=== Task prompt ===
Restate the data below word for word, leaving nothing out.

=== Provided information ===

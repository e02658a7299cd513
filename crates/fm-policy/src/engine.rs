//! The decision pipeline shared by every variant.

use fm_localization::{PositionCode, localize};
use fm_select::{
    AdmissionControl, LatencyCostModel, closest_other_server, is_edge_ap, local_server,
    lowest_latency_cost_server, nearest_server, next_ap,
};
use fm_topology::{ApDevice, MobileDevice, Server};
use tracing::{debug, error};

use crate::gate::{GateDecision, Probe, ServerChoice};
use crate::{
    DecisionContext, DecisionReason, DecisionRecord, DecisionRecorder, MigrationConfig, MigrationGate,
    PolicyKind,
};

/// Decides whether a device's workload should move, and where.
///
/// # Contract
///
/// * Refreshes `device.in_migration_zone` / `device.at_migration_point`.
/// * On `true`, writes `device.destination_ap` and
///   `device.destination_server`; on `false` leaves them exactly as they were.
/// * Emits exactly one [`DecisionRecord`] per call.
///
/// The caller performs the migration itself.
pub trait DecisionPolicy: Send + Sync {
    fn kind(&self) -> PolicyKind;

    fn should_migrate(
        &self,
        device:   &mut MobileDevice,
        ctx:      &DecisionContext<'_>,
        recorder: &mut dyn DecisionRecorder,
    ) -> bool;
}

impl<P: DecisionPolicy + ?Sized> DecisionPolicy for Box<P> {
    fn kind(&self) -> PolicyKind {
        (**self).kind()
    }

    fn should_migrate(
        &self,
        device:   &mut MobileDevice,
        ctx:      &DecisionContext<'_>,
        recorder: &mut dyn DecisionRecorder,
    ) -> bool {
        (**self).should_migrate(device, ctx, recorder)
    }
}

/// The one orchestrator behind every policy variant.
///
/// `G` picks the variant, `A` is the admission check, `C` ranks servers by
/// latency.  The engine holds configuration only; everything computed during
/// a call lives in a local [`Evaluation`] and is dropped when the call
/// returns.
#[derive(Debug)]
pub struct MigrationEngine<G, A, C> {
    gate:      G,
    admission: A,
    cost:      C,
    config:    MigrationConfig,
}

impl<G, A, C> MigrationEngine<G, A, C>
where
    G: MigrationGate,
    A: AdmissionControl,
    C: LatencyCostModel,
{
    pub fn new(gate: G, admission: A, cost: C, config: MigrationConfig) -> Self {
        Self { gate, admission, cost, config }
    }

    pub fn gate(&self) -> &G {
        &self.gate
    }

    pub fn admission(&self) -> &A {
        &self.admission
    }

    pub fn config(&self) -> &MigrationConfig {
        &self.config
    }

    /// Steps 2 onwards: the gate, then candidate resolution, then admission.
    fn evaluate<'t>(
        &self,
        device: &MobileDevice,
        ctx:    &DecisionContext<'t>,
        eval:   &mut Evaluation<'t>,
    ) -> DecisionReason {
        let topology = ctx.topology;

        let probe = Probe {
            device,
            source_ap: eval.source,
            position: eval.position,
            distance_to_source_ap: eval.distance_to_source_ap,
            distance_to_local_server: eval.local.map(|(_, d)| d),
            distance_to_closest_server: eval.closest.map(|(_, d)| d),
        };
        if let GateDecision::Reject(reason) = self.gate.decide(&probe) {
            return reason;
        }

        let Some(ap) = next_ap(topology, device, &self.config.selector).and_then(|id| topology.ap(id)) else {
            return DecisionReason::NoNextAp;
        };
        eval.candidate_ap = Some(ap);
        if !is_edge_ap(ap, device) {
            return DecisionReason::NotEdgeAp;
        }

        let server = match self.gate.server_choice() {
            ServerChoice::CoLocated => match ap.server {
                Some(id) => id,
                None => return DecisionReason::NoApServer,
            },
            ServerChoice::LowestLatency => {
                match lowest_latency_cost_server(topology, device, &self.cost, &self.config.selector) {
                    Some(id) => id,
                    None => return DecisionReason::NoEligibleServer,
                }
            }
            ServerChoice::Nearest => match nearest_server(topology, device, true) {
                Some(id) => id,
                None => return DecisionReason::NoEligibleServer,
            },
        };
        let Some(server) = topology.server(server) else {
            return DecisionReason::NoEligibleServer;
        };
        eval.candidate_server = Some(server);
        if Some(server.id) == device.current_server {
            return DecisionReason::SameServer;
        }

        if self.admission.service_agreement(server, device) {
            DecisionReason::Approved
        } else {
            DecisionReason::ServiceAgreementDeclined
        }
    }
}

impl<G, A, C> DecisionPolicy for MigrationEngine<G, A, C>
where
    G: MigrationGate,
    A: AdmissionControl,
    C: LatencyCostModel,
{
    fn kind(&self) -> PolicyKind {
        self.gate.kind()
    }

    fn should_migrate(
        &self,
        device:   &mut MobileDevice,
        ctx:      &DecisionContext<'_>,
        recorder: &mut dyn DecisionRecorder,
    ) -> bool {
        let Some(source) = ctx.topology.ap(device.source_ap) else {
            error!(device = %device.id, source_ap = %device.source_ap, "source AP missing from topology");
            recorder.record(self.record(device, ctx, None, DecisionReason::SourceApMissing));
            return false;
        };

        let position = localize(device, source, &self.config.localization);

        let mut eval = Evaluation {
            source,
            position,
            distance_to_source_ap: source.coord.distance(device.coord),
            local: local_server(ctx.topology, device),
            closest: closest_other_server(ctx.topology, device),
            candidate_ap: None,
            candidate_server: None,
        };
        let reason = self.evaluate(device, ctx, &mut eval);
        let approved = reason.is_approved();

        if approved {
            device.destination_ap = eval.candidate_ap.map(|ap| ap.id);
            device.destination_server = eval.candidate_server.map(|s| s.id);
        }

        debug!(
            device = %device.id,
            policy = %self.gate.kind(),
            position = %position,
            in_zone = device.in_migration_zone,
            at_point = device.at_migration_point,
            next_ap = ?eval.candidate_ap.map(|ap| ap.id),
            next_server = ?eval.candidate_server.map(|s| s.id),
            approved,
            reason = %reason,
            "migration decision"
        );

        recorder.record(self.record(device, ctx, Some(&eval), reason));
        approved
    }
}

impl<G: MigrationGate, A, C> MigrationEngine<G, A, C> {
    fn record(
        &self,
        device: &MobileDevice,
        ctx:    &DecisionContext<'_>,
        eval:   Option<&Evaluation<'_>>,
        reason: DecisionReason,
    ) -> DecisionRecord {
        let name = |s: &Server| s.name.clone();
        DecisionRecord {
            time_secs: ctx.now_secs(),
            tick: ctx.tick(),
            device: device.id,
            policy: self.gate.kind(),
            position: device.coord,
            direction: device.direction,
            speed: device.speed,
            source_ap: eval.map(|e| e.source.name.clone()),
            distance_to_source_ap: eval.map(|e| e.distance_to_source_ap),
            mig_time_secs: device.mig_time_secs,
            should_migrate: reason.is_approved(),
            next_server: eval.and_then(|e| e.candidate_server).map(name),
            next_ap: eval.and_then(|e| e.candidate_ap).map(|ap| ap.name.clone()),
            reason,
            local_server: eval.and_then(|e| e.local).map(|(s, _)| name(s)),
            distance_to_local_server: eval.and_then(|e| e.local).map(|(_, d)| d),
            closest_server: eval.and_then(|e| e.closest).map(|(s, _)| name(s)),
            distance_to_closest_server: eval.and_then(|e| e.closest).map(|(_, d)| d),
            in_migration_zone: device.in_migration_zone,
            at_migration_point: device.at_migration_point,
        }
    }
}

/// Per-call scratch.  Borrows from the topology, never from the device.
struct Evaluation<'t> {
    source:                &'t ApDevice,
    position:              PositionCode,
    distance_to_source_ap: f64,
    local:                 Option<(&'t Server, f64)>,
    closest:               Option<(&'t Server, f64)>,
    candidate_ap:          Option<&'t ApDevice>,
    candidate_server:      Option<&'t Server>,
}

=== Answer section ===
repository e02658a7299cd513
filename crates/fm-policy/src/engine.rs
//! The decision pipeline shared by every variant.

use fm_localization::{PositionCode, localize};
use fm_select::{
    AdmissionControl, LatencyCostModel, closest_other_server, is_edge_ap, local_server,
    lowest_latency_cost_server, nearest_server, next_ap,
};
use fm_topology::{ApDevice, MobileDevice, Server};
use tracing::{debug, error};

use crate::gate::{GateDecision, Probe, ServerChoice};
use crate::{
    DecisionContext, DecisionReason, DecisionRecord, DecisionRecorder, MigrationConfig, MigrationGate,
    PolicyKind,
};

/// Decides whether a device's workload should move, and where.
///
/// # Contract
///
/// * Refreshes `device.in_migration_zone` / `device.at_migration_point`.
/// * On `true`, writes `device.destination_ap` and
///   `device.destination_server`; on `false` leaves them exactly as they were.
/// * Emits exactly one [`DecisionRecord`] per call.
///
/// The caller performs the migration itself.
pub trait DecisionPolicy: Send + Sync {
    fn kind(&self) -> PolicyKind;

    fn should_migrate(
        &self,
        device:   &mut MobileDevice,
        ctx:      &DecisionContext<'_>,
        recorder: &mut dyn DecisionRecorder,
    ) -> bool;
}

impl<P: DecisionPolicy + ?Sized> DecisionPolicy for Box<P> {
    fn kind(&self) -> PolicyKind {
        (**self).kind()
    }

    fn should_migrate(
        &self,
        device:   &mut MobileDevice,
        ctx:      &DecisionContext<'_>,
        recorder: &mut dyn DecisionRecorder,
    ) -> bool {
        (**self).should_migrate(device, ctx, recorder)
    }
}

/// The one orchestrator behind every policy variant.
///
/// `G` picks the variant, `A` is the admission check, `C` ranks servers by
/// latency.  The engine holds configuration only; everything computed during
/// a call lives in a local [`Evaluation`] and is dropped when the call
/// returns.
#[derive(Debug)]
pub struct MigrationEngine<G, A, C> {
    gate:      G,
    admission: A,
    cost:      C,
    config:    MigrationConfig,
}

impl<G, A, C> MigrationEngine<G, A, C>
where
    G: MigrationGate,
    A: AdmissionControl,
    C: LatencyCostModel,
{
    pub fn new(gate: G, admission: A, cost: C, config: MigrationConfig) -> Self {
        Self { gate, admission, cost, config }
    }

    pub fn gate(&self) -> &G {
        &self.gate
    }

    pub fn admission(&self) -> &A {
        &self.admission
    }

    pub fn config(&self) -> &MigrationConfig {
        &self.config
    }

    /// Steps 2 onwards: the gate, then candidate resolution, then admission.
    fn evaluate<'t>(
        &self,
        device: &MobileDevice,
        ctx:    &DecisionContext<'t>,
        eval:   &mut Evaluation<'t>,
    ) -> DecisionReason {
        let topology = ctx.topology;

        let probe = Probe {
            device,
            source_ap: eval.source,
            position: eval.position,
            distance_to_source_ap: eval.distance_to_source_ap,
            distance_to_local_server: eval.local.map(|(_, d)| d),
            distance_to_closest_server: eval.closest.map(|(_, d)| d),
        };
        if let GateDecision::Reject(reason) = self.gate.decide(&probe) {
            return reason;
        }

        let Some(ap) = next_ap(topology, device, &self.config.selector).and_then(|id| topology.ap(id)) else {
            return DecisionReason::NoNextAp;
        };
        eval.candidate_ap = Some(ap);
        if !is_edge_ap(ap, device) {
            return DecisionReason::NotEdgeAp;
        }

        let server = match self.gate.server_choice() {
            ServerChoice::CoLocated => match ap.server {
                Some(id) => id,
                None => return DecisionReason::NoApServer,
            },
            ServerChoice::LowestLatency => {
                match lowest_latency_cost_server(topology, device, &self.cost, &self.config.selector) {
                    Some(id) => id,
                    None => return DecisionReason::NoEligibleServer,
                }
            }
            ServerChoice::Nearest => match nearest_server(topology, device, true) {
                Some(id) => id,
                None => return DecisionReason::NoEligibleServer,
            },
        };
        let Some(server) = topology.server(server) else {
            return DecisionReason::NoEligibleServer;
        };
        eval.candidate_server = Some(server);
        if Some(server.id) == device.current_server {
            return DecisionReason::SameServer;
        }

        if self.admission.service_agreement(server, device) {
            DecisionReason::Approved
        } else {
            DecisionReason::ServiceAgreementDeclined
        }
    }
}

impl<G, A, C> DecisionPolicy for MigrationEngine<G, A, C>
where
    G: MigrationGate,
    A: AdmissionControl,
    C: LatencyCostModel,
{
    fn kind(&self) -> PolicyKind {
        self.gate.kind()
    }

    fn should_migrate(
        &self,
        device:   &mut MobileDevice,
        ctx:      &DecisionContext<'_>,
        recorder: &mut dyn DecisionRecorder,
    ) -> bool {
        let Some(source) = ctx.topology.ap(device.source_ap) else {
            error!(device = %device.id, source_ap = %device.source_ap, "source AP missing from topology");
            recorder.record(self.record(device, ctx, None, DecisionReason::SourceApMissing));
            return false;
        };

        let position = localize(device, source, &self.config.localization);

        let mut eval = Evaluation {
            source,
            position,
            distance_to_source_ap: source.coord.distance(device.coord),
            local: local_server(ctx.topology, device),
            closest: closest_other_server(ctx.topology, device),
            candidate_ap: None,
            candidate_server: None,
        };
        let reason = self.evaluate(device, ctx, &mut eval);
        let approved = reason.is_approved();

        if approved {
            device.destination_ap = eval.candidate_ap.map(|ap| ap.id);
            device.destination_server = eval.candidate_server.map(|s| s.id);
        }

        debug!(
            device = %device.id,
            policy = %self.gate.kind(),
            position = %position,
            in_zone = device.in_migration_zone,
            at_point = device.at_migration_point,
            next_ap = ?eval.candidate_ap.map(|ap| ap.id),
            next_server = ?eval.candidate_server.map(|s| s.id),
            approved,
            reason = %reason,
            "migration decision"
        );

        recorder.record(self.record(device, ctx, Some(&eval), reason));
        approved
    }
}

impl<G: MigrationGate, A, C> MigrationEngine<G, A, C> {
    fn record(
        &self,
        device: &MobileDevice,
        ctx:    &DecisionContext<'_>,
        eval:   Option<&Evaluation<'_>>,
        reason: DecisionReason,
    ) -> DecisionRecord {
        let name = |s: &Server| s.name.clone();
        DecisionRecord {
            time_secs: ctx.now_secs(),
            tick: ctx.tick(),
            device: device.id,
            policy: self.gate.kind(),
            position: device.coord,
            direction: device.direction,
            speed: device.speed,
            source_ap: eval.map(|e| e.source.name.clone()),
            distance_to_source_ap: eval.map(|e| e.distance_to_source_ap),
            mig_time_secs: device.mig_time_secs,
            should_migrate: reason.is_approved(),
            next_server: eval.and_then(|e| e.candidate_server).map(name),
            next_ap: eval.and_then(|e| e.candidate_ap).map(|ap| ap.name.clone()),
            reason,
            local_server: eval.and_then(|e| e.local).map(|(s, _)| name(s)),
            distance_to_local_server: eval.and_then(|e| e.local).map(|(_, d)| d),
            closest_server: eval.and_then(|e| e.closest).map(|(s, _)| name(s)),
            distance_to_closest_server: eval.and_then(|e| e.closest).map(|(_, d)| d),
            in_migration_zone: device.in_migration_zone,
            at_migration_point: device.at_migration_point,
        }
    }
}

/// Per-call scratch.  Borrows from the topology, never from the device.
struct Evaluation<'t> {
    source:                &'t ApDevice,
    position:              PositionCode,
    distance_to_source_ap: f64,
    local:                 Option<(&'t Server, f64)>,
    closest:               Option<(&'t Server, f64)>,
    candidate_ap:          Option<&'t ApDevice>,
    candidate_server:      Option<&'t Server>,
}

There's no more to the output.